The Penguins broke up Kessel and Malkin, putting Sheary and Rust beside Malkin. Kessel will need to be better. Much, much better. The American sniper avoided too many puck battles and was disinterested in his own zone, even before trailing by two.

The Penguins can afford Phil Kessel to have bad games. However, they cannot pair Kessel and Malkin when both are singularly focused on half the ice, as that leaves a defensive crater in the lineup.

Momentum

For the first time this playoff season, it is the Penguins who will need to adjust. Sullivan likes to forgive players who make mistakes while playing hard. That wasn’t the case with Hagelin-Malkin-Kessel. It will be curious to see if any start receiving mail in the coach’s doghouse.
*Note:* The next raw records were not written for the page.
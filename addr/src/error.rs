use failure::Fail;

/// Text parse error.
#[derive(Debug, Fail)]
pub enum ParseError {
    /// Address parse error.
    #[fail(display = "{}", _0)]
    Address(std::net::AddrParseError),
    /// Address portion of a network is longer than any valid address.
    #[fail(display = "address too long")]
    AddressTooLong,
    /// Prefix length is not an integer.
    #[fail(display = "invalid prefix length")]
    PrefixLen,
    /// Prefix length out of range for the address family.
    #[fail(display = "prefix length {} out of range", _0)]
    PrefixLenRange(i64),
    /// Malformed EUI-64.
    #[fail(display = "invalid EUI-64")]
    Eui64,
    /// Malformed duration in seconds.
    #[fail(display = "invalid duration")]
    Msec,
}

impl From<std::net::AddrParseError> for ParseError {
    fn from(err: std::net::AddrParseError) -> Self {
        Self::Address(err)
    }
}
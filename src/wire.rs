//! Network byte order helpers for unaligned fields in packet buffers.
//!
//! These only move values in and out of byte slices; message layout is
//! up to the caller. Every helper panics if the slice is shorter than the
//! value, like slice indexing.
use crate::seqno::SeqNo;
use addr::{Address, ADDRESS_LEN};
use byteorder::{BigEndian, ByteOrder};

/// Reads a big endian `u16`.
pub fn read_u16(buf: &[u8]) -> u16 {
    BigEndian::read_u16(buf)
}

/// Writes a big endian `u16`.
pub fn write_u16(buf: &mut [u8], value: u16) {
    BigEndian::write_u16(buf, value)
}

/// Reads a sequence number.
pub fn read_seqno(buf: &[u8]) -> SeqNo {
    SeqNo::new(read_u16(buf))
}

/// Writes a sequence number.
pub fn write_seqno(buf: &mut [u8], seqno: SeqNo) {
    write_u16(buf, seqno.get())
}

/// Reads a full 16 byte address.
pub fn read_address(buf: &[u8]) -> Address {
    let mut octets = [0; ADDRESS_LEN];
    octets.copy_from_slice(&buf[..ADDRESS_LEN]);
    Address::new(octets)
}

/// Writes a full 16 byte address.
pub fn write_address(buf: &mut [u8], addr: &Address) {
    buf[..ADDRESS_LEN].copy_from_slice(addr.as_bytes())
}
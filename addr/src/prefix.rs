use crate::{
    clamp_prefix_len, parse_with_family, Address, Family, ParseError, MAX_ADDRESS_TEXT_LEN,
    MAX_PREFIX_LEN,
};
use std::str::FromStr;

/// IPv4 prefix lengths are offset by the length of the mapped prefix.
const V4_PREFIX_OFFSET: i64 = 96;

/// An address together with the number of leading bits that are significant.
///
/// A `Prefix` is always canonical: every bit beyond `len` is zero.
#[derive(Clone, Copy, Debug, Eq, Hash, PartialEq)]
pub struct Prefix {
    addr: Address,
    len: u8,
}

impl Prefix {
    /// The default route `::/0`.
    pub const DEFAULT: Prefix = Prefix {
        addr: Address::UNSPECIFIED,
        len: 0,
    };

    /// Creates a prefix, masking `addr` to `len` bits.
    ///
    /// `len` is clamped to 128.
    pub fn new(addr: Address, len: u8) -> Self {
        let len = clamp_prefix_len(len);
        Self {
            addr: addr.mask(len),
            len,
        }
    }

    /// Creates the /128 prefix of a single address.
    pub fn host(addr: Address) -> Self {
        Self {
            addr,
            len: MAX_PREFIX_LEN,
        }
    }

    /// Returns the masked address.
    pub fn addr(&self) -> &Address {
        &self.addr
    }

    /// Returns the prefix length.
    #[allow(clippy::len_without_is_empty)]
    pub fn len(&self) -> u8 {
        self.len
    }

    /// Is this the default route.
    pub fn is_default(&self) -> bool {
        self.len == 0
    }

    /// Checks that `addr` lies within the prefix.
    pub fn contains(&self, addr: &Address) -> bool {
        addr.in_prefix(&self.addr, self.len)
    }
}

/// Parses an integer the way `strtol` does with base 0.
///
/// Leading whitespace and a sign are accepted, `0x` selects hex and a
/// leading `0` octal. Unlike `strtol` the whole input must be consumed and
/// at least one digit is required.
fn parse_c_long(s: &str) -> Option<i64> {
    let s = s.trim_start_matches(|c: char| c.is_ascii_whitespace() || c == '\x0b');
    let (negative, s) = match s.as_bytes().first() {
        Some(b'-') => (true, &s[1..]),
        Some(b'+') => (false, &s[1..]),
        _ => (false, s),
    };
    let (radix, digits) = if s.len() > 2 && (s.starts_with("0x") || s.starts_with("0X")) {
        (16, &s[2..])
    } else if s.len() > 1 && s.starts_with('0') {
        (8, &s[1..])
    } else {
        (10, s)
    };
    if digits.is_empty() || !digits.chars().all(|c| c.is_digit(radix)) {
        return None;
    }
    let value = i64::from_str_radix(digits, radix).ok()?;
    Some(if negative { -value } else { value })
}

impl FromStr for Prefix {
    type Err = ParseError;

    fn from_str(net: &str) -> Result<Self, Self::Err> {
        if net == "default" {
            return Ok(Self::DEFAULT);
        }
        let slash = match net.find('/') {
            Some(slash) => slash,
            None => return Ok(Self::host(net.parse()?)),
        };
        if slash >= MAX_ADDRESS_TEXT_LEN {
            return Err(ParseError::AddressTooLong);
        }
        let (addr, family) = parse_with_family(&net[..slash])?;
        let plen = parse_c_long(&net[slash + 1..]).ok_or(ParseError::PrefixLen)?;
        let plen = match family {
            Family::V6 if (0..=128).contains(&plen) => plen,
            Family::V4 if (0..=32).contains(&plen) => plen + V4_PREFIX_OFFSET,
            _ => return Err(ParseError::PrefixLenRange(plen)),
        };
        Ok(Self::new(addr, plen as u8))
    }
}

impl std::fmt::Display for Prefix {
    fn fmt(&self, f: &mut std::fmt::Formatter) -> std::fmt::Result {
        write!(f, "{}/{}", self.addr, self.len)
    }
}

/// Parses a network: `default`, a bare address, or `address/len`.
///
/// A bare address is a /128. The result is always masked.
pub fn parse_net(net: &str) -> Result<Prefix, ParseError> {
    net.parse()
}

/// Formats `addr/plen` without masking or clamping.
pub fn format_prefix(addr: &Address, plen: u8) -> String {
    format!("{}/{}", addr, plen)
}

#[cfg(test)]
mod tests {
    use super::*;

    fn net(s: &str) -> Prefix {
        s.parse().unwrap()
    }

    fn addr(s: &str) -> Address {
        s.parse().unwrap()
    }

    #[test]
    fn test_default() {
        let prefix = net("default");
        assert_eq!(prefix.len(), 0);
        assert_eq!(prefix.addr(), &Address::UNSPECIFIED);
        assert!(prefix.is_default());
        assert!(!net("::/1").is_default());
        assert!(prefix.contains(&addr("2001:db8::1")));
        assert_eq!(prefix, Prefix::DEFAULT);
    }

    #[test]
    fn test_bare_address() {
        let prefix = net("2001:db8::1");
        assert_eq!(prefix.len(), 128);
        assert_eq!(prefix.addr(), &addr("2001:db8::1"));
    }

    #[test]
    fn test_masked() {
        let prefix = net("2001:db8::1/32");
        assert_eq!(prefix.len(), 32);
        assert_eq!(prefix.addr(), &addr("2001:db8::"));
        assert!(prefix.contains(&addr("2001:db8:1::")));
        assert!(!prefix.contains(&addr("2001:db9::")));
    }

    #[test]
    fn test_prefix_len_bases() {
        assert_eq!(net("2001:db8::/0x20").len(), 32);
        assert_eq!(net("2001:db8::/040").len(), 32);
        assert_eq!(net("2001:db8::/ 32").len(), 32);
        assert_eq!(net("2001:db8::/+32").len(), 32);
        assert_eq!(net("::/0").len(), 0);
        assert_eq!(net("::/-0").len(), 0);
        assert_eq!(net("2001:db8::1/128").len(), 128);
    }

    #[test]
    fn test_prefix_len_malformed() {
        for s in &[
            "2001:db8::/",
            "2001:db8::/32 ",
            "2001:db8::/32x",
            "2001:db8::/0x",
            "2001:db8::/08",
            "2001:db8::/x",
            "2001:db8::/3 2",
            "2001:db8::/32/1",
        ] {
            match s.parse::<Prefix>() {
                Err(ParseError::PrefixLen) => {}
                other => panic!("{}: {:?}", s, other),
            }
        }
    }

    #[test]
    fn test_prefix_len_range() {
        match "2001:db8::1/129".parse::<Prefix>() {
            Err(ParseError::PrefixLenRange(129)) => {}
            other => panic!("{:?}", other),
        }
        match "2001:db8::1/-1".parse::<Prefix>() {
            Err(ParseError::PrefixLenRange(-1)) => {}
            other => panic!("{:?}", other),
        }
        assert!(parse_net("2001:db8::/99999999999999999999").is_err());
    }

    #[test]
    fn test_bad_address() {
        assert!(parse_net("").is_err());
        assert!(parse_net("defaults").is_err());
        assert!(parse_net("2001:db8::g/32").is_err());
        assert!(parse_net("/32").is_err());
    }

    #[test]
    fn test_address_too_long() {
        let long = format!("{}/64", "0".repeat(MAX_ADDRESS_TEXT_LEN));
        match long.parse::<Prefix>() {
            Err(ParseError::AddressTooLong) => {}
            other => panic!("{:?}", other),
        }
        let long = format!("{}/64", "0".repeat(MAX_ADDRESS_TEXT_LEN - 1));
        match long.parse::<Prefix>() {
            Err(ParseError::Address(_)) => {}
            other => panic!("{:?}", other),
        }
    }

    #[test]
    fn test_v4() {
        let prefix = net("192.0.2.77/24");
        assert_eq!(prefix.len(), 120);
        assert_eq!(prefix.addr(), &addr("::ffff:192.0.2.0"));
        assert!(prefix.contains(&addr("192.0.2.1")));
        assert!(!prefix.contains(&addr("192.0.3.1")));
        assert_eq!(net("0.0.0.0/0").len(), 96);
        assert_eq!(net("192.0.2.1").len(), 128);
        match "192.0.2.0/33".parse::<Prefix>() {
            Err(ParseError::PrefixLenRange(33)) => {}
            other => panic!("{:?}", other),
        }
    }

    #[test]
    fn test_new_clamps_and_masks() {
        let prefix = Prefix::new(addr("2001:db8::1"), 200);
        assert_eq!(prefix.len(), 128);
        assert_eq!(prefix.addr(), &addr("2001:db8::1"));
        let prefix = Prefix::new(addr("2001:db8::1"), 16);
        assert_eq!(prefix.addr(), &addr("2001::"));
    }

    #[test]
    fn test_format() {
        assert_eq!(net("default").to_string(), "::/0");
        assert_eq!(net("2001:db8::1/32").to_string(), "2001:db8::/32");
        assert_eq!(format_prefix(&addr("fe80::1"), 64), "fe80::1/64");
        assert_eq!(net("192.0.2.0/24").to_string(), "::ffff:192.0.2.0/120");
    }

    #[test]
    fn test_round_trip() {
        for s in &["::/0", "2001:db8::/32", "fe80::/10", "ff00::/8", "::1/128"] {
            assert_eq!(net(s).to_string(), *s);
            assert_eq!(net(&net(s).to_string()), net(s));
        }
    }
}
The Penguins mistakes on defense are correctable. Hainsey and Dumoulin are talented enough to fix their gap issues. They gave too much space to Capitals forwards, which allowed the Capitals rush to get deeper into the zone.

Justin Schultz regression continued, Saturday. Schultz is not giving his partner, Ian Cole, enough proper support and he is not defending the Capitals attack well. He looks overwhelmed. It will be hard to get Schultz more offensive zone starts if the Penguins are not in the offensive zone, more often.

The Penguins say they have not yet played their best game. 10 games into the playoff calendar. If that is true… Monday seems the right time to bring their best. Malkin-Kessel, whether they skate together or on separate lines, are vital. The Penguins cannot beat the Capitals with luck.

The Capitals goals were avoidable with better defensive play. The monumental achievement remains possible, if not probable, even if the Penguins just gave away their margin of error.